Your instructions:
Your job with the data below: print everything from the line that holds "pub mod observability;" down to the line that holds "pub use health::HealthResponse;", ends included, exactly, and nothing else.

++++ Material shown

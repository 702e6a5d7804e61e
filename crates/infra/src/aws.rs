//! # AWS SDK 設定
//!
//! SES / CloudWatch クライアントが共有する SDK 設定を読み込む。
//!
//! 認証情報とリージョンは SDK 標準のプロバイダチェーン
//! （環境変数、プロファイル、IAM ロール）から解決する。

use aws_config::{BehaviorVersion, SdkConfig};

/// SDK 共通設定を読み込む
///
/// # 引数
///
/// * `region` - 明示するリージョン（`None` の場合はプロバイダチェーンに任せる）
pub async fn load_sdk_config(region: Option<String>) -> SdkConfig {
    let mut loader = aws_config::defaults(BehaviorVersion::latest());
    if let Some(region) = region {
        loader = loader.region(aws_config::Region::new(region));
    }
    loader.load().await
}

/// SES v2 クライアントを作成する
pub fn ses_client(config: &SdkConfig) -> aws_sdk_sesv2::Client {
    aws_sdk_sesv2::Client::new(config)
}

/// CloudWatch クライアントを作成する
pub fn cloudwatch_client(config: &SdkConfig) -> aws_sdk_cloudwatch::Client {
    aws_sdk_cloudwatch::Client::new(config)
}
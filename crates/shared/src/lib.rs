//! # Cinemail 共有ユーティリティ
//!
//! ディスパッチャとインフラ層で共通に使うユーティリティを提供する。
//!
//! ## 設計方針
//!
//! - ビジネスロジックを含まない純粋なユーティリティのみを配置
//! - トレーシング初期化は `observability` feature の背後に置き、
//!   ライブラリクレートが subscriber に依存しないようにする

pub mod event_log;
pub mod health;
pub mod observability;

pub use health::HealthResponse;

++++++++
++++ Material shown

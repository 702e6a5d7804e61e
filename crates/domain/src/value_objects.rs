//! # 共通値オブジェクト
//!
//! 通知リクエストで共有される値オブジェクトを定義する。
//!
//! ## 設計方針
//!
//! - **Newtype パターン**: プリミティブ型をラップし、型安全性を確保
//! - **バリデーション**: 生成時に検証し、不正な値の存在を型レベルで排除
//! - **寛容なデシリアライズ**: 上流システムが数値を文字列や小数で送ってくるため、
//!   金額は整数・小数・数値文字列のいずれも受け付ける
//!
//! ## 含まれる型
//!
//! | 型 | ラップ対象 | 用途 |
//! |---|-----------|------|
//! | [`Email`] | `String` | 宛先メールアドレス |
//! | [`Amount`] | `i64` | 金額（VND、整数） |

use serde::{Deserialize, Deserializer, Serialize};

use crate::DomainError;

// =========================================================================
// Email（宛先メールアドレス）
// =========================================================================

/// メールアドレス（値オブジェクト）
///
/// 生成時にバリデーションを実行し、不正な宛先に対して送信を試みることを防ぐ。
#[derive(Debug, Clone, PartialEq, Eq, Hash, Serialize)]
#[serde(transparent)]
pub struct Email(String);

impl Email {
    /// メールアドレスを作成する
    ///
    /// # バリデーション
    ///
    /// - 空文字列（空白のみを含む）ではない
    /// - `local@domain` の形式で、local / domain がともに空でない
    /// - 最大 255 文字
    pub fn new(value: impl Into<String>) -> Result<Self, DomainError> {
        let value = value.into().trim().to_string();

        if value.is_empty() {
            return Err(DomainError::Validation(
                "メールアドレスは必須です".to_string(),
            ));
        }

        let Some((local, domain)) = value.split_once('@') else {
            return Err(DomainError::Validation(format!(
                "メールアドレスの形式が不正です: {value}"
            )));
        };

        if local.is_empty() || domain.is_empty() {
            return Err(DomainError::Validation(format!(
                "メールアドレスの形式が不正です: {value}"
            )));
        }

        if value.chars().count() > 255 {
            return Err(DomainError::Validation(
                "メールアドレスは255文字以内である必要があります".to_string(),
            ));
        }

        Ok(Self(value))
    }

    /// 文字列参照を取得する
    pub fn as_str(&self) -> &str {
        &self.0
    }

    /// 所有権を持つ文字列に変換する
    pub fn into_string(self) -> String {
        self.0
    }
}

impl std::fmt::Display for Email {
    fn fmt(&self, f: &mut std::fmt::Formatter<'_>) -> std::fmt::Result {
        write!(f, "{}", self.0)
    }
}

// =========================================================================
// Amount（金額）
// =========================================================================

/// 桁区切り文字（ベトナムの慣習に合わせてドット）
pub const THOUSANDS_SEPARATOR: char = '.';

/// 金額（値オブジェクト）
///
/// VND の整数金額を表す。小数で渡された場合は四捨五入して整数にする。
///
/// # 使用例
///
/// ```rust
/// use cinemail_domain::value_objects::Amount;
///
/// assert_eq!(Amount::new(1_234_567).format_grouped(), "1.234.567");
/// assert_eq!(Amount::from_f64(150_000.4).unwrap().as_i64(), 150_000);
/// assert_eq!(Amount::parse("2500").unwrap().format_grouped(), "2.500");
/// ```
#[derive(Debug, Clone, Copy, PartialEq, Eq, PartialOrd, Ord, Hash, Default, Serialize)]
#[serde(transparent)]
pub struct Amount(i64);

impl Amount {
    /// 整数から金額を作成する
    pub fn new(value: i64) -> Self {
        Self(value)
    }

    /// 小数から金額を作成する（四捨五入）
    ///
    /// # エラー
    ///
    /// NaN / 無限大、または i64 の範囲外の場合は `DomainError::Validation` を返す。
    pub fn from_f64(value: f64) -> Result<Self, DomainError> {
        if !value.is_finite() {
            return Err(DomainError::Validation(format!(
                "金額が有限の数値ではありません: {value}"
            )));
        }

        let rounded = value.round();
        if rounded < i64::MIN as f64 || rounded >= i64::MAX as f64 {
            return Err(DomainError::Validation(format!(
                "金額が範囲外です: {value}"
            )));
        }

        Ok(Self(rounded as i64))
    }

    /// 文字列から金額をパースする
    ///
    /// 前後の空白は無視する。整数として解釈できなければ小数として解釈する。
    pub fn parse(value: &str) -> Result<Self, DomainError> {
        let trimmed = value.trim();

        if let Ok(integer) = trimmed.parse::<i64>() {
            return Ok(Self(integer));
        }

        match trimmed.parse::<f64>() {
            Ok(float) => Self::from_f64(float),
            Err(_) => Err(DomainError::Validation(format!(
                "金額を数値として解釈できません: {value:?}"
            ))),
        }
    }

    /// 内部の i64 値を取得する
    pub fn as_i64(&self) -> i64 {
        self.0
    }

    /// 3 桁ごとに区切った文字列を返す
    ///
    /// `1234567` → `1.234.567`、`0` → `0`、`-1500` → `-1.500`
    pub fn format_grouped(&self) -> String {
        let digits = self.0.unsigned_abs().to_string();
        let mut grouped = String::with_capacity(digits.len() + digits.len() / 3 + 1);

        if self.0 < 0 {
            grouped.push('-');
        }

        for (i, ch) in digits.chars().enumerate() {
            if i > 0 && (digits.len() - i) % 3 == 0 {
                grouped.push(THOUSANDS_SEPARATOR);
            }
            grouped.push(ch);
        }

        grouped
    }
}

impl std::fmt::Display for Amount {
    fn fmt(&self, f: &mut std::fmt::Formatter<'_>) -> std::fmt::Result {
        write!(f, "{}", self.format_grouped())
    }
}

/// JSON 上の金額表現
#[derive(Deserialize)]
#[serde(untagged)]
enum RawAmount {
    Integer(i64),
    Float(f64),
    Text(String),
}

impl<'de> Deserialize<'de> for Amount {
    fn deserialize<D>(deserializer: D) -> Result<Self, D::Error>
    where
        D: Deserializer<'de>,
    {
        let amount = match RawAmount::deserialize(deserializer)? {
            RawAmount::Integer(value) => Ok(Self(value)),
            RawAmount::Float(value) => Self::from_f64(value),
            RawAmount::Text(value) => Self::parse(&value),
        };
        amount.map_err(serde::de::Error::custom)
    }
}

++++++++

Solution to this exercise:
pub mod observability;

pub use health::HealthResponse;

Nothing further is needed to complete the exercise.